Abstract
DILATED CARDIOMYOPATHY IN CHILDREN: A RETROSPECTIVE STUDY OF 25 CASES
Imane Ennesraoui*, Nadia Mabrouk, Loubna Chtouki, Bouchra Chkirat
ABSTRACT
Background: Dilated cardiomyopathy (DCM) is the most common cardiomyopathy in children and represents a major cause of heart failure and an important indication for cardiac transplantation. Objective: To describe the epidemiological, clinical, echocardiographic, etiological, and therapeutic characteristics of pediatric DCM cases managed at the Children’s Hospital of Rabat.

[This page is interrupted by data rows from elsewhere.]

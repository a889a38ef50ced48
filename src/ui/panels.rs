use chrono::NaiveDate;
use eframe::egui::{self, ScrollArea, Ui, RichText};
use egui_extras::DatePickerButton;

use crate::data::model::Classification;
use crate::state::AppState;

// ---------------------------------------------------------------------------
// Left side panel – filter widgets
// ---------------------------------------------------------------------------

/// Render the left filter panel.
pub fn side_panel(ui: &mut Ui, state: &mut AppState) {
    ui.heading("Filters");
    ui.separator();

    if state.load_error.is_some() {
        ui.label(RichText::new("Data failed to load.").color(ui.visuals().error_fg_color));
        return;
    }
    if state.dataset.is_none() {
        ui.label("No dataset loaded.");
        return;
    }

    ScrollArea::vertical()
        .auto_shrink([false, false])
        .show(ui, |ui: &mut Ui| {
            importer_picker(ui, state);
            ui.add_space(4.0);
            classification_picker(ui, state);
            ui.add_space(4.0);
            code_pickers(ui, state);
            ui.separator();
            exporter_picker(ui, state);
            ui.separator();
            date_range(ui, state);
            ui.separator();

            if ui.button("Apply Filters").clicked() {
                state.apply_filters();
            }

            if let Some(msg) = &state.status_message {
                ui.add_space(4.0);
                ui.label(RichText::new(msg).color(ui.visuals().warn_fg_color));
            }
        });
}

fn importer_picker(ui: &mut Ui, state: &mut AppState) {
    ui.strong("Importer");
    let options = state.importer_options();
    let current = state.request.importer.clone();
    let mut chosen: Option<String> = None;

    egui::ComboBox::from_id_salt("importer")
        .selected_text(if current.is_empty() { "Select…" } else { current.as_str() })
        .show_ui(ui, |ui: &mut Ui| {
            for option in &options {
                if ui.selectable_label(current == *option, option).clicked() {
                    chosen = Some(option.clone());
                }
            }
        });

    if let Some(importer) = chosen.filter(|i| *i != current) {
        state.set_importer(importer);
    }
}

fn classification_picker(ui: &mut Ui, state: &mut AppState) {
    ui.strong("Classification");
    let current = state.request.classification;
    let mut chosen: Option<Classification> = None;

    egui::ComboBox::from_id_salt("classification")
        .selected_text(current.map_or_else(|| "Select…".to_string(), |c| c.to_string()))
        .show_ui(ui, |ui: &mut Ui| {
            for class in Classification::ALL {
                if ui
                    .selectable_label(current == Some(class), class.to_string())
                    .clicked()
                {
                    chosen = Some(class);
                }
            }
        });

    if let Some(class) = chosen.filter(|c| Some(*c) != current) {
        state.set_classification(class);
    }
}

fn code_pickers(ui: &mut Ui, state: &mut AppState) {
    let options = state.code_options();
    let active = state.request.classification;

    for class in Classification::ALL {
        let enabled = active == Some(class);
        let label = match class {
            Classification::Isic => "ISIC 2-digit code",
            Classification::Hs6 => "HS6 code",
        };
        let code = match class {
            Classification::Isic => &mut state.request.isic_code,
            Classification::Hs6 => &mut state.request.hs6_code,
        };

        ui.add_enabled_ui(enabled, |ui: &mut Ui| {
            ui.label(label);
            egui::ComboBox::from_id_salt(label)
                .selected_text(if code.is_empty() { "All" } else { code.as_str() })
                .show_ui(ui, |ui: &mut Ui| {
                    ui.selectable_value(code, String::new(), "All");
                    if enabled {
                        for option in &options {
                            ui.selectable_value(code, option.clone(), option);
                        }
                    }
                });
        });
    }
}

fn exporter_picker(ui: &mut Ui, state: &mut AppState) {
    ui.strong("Exporters");
    let options = state.exporter_options();
    let header = if state.request.classification.is_none() {
        "Select Classification First".to_string()
    } else if options.is_empty() {
        "No exporters found".to_string()
    } else {
        state.exporter_display_text()
    };

    egui::CollapsingHeader::new(header)
        .id_salt("exporters")
        .default_open(false)
        .show(ui, |ui: &mut Ui| {
            ui.horizontal(|ui: &mut Ui| {
                if ui.small_button("None").clicked() {
                    state.request.exporters.clear();
                }
            });
            for exporter in &options {
                let mut checked = state.request.exporters.contains(exporter);
                if ui.checkbox(&mut checked, exporter).changed() {
                    state.toggle_exporter(exporter);
                }
            }
        });
}

fn date_range(ui: &mut Ui, state: &mut AppState) {
    ui.strong("Date range");
    let Some((first, last)) = state.date_bounds() else {
        let hint = if state.request.classification.is_none() {
            "Select Classification First"
        } else {
            "No dates available"
        };
        ui.label(RichText::new(hint).weak());
        return;
    };

    date_bound(ui, "From", "date_from", &mut state.request.date_from, first);
    date_bound(ui, "To", "date_to", &mut state.request.date_to, last);
}

/// An optional inclusive bound: unticked means unbounded on that side.
fn date_bound(ui: &mut Ui, label: &str, id: &str, bound: &mut Option<NaiveDate>, initial: NaiveDate) {
    ui.horizontal(|ui: &mut Ui| {
        let mut enabled = bound.is_some();
        if ui.checkbox(&mut enabled, label).changed() {
            *bound = enabled.then_some(bound.unwrap_or(initial));
        }
        if let Some(date) = bound.as_mut() {
            ui.add(DatePickerButton::new(date).id_salt(id));
        }
    });
}

// ---------------------------------------------------------------------------
// Right side panel – filter context
// ---------------------------------------------------------------------------

/// Describe the filter behind the current view.
pub fn context_panel(ui: &mut Ui, state: &AppState) {
    ui.heading("Context");
    ui.separator();

    let Some(view) = &state.view else {
        return;
    };
    let ctx = &view.context;
    if ctx.is_empty {
        ui.label("No EO-related data.");
        return;
    }

    egui::Grid::new("context_grid")
        .num_columns(2)
        .spacing([8.0, 4.0])
        .show(ui, |ui: &mut Ui| {
            for (key, value) in [
                ("Importer:", ctx.importer.clone()),
                ("Exporter:", ctx.exporters.clone()),
                ("Classification:", ctx.classification.clone()),
                ("Date Range:", ctx.date_range.clone()),
                ("EO-related actions:", ctx.eo_related_actions.to_string()),
            ] {
                ui.strong(key);
                ui.label(value);
                ui.end_row();
            }
        });
}

// ---------------------------------------------------------------------------
// Top bar
// ---------------------------------------------------------------------------

/// Render the top menu / toolbar.
pub fn top_bar(ui: &mut Ui, state: &mut AppState) {
    egui::menu::bar(ui, |ui: &mut Ui| {
        ui.menu_button("File", |ui: &mut Ui| {
            if ui.button("Open data folder…").clicked() {
                open_folder_dialog(state);
                ui.close_menu();
            }
            if ui.button("Reload").clicked() {
                state.load();
                ui.close_menu();
            }
        });

        ui.separator();

        if let Some(ds) = &state.dataset {
            let shown = state.view.as_ref().map_or(0, |v| v.observation_count);
            ui.label(format!("{} observations loaded, {shown} matching", ds.len()));
        }

        if let Some(err) = &state.load_error {
            ui.separator();
            ui.label(RichText::new(format!("Error: {err}")).color(ui.visuals().error_fg_color));
        }
    });
}

// ---------------------------------------------------------------------------
// Folder dialog
// ---------------------------------------------------------------------------

pub fn open_folder_dialog(state: &mut AppState) {
    let folder = rfd::FileDialog::new()
        .set_title("Open tariff data folder")
        .set_directory(&state.config.data_dir)
        .pick_folder();

    if let Some(dir) = folder {
        state.load_from_dir(dir);
    }
}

Methods: We conducted a retrospective review of medical records of patients aged 1 month to 16 years diagnosed with DCM in the Department of Pediatrics 4 at the Children’s Hospital of Rabat, from January to December 2024. Inclusion criteria were left ventricular (LV) dilatation (end-diastolic dimension z-score > +2) associated with systolic dysfunction (ejection fraction and/or fractional shortening z-score < –2). Results: Twenty-five patients were included (14 females, 11 males). The mean age at diagnosis was 37.7 months (range 2–100), with 80% diagnosed before 6 years of age. Clinical heart failure was present in 71% of cases, including 27% with stage IV. Etiology was identified in 44%: myocarditis (20%), Duchenne muscular dystrophy (8%), primary carnitine deficiency (4%), anthracycline-induced (4%), and congenital heart disease with associated myocarditis or hemodynamic overload (20%). In 56%, etiology remained idiopathic. Standard heart failure therapy was administered in all patients. Two deaths occurred during hospitalization, while 10 patients improved, 5 were lost to follow-up, and 8 showed progressive LV dysfunction. Conclusion: Pediatric DCM is a heterogeneous disease with high morbidity and mortality. In our setting, myocarditis and genetic or metabolic disorders were leading identifiable causes, but more than half remained idiopathic. Multidisciplinary management, genetic counseling, and long-term follow-up are essential.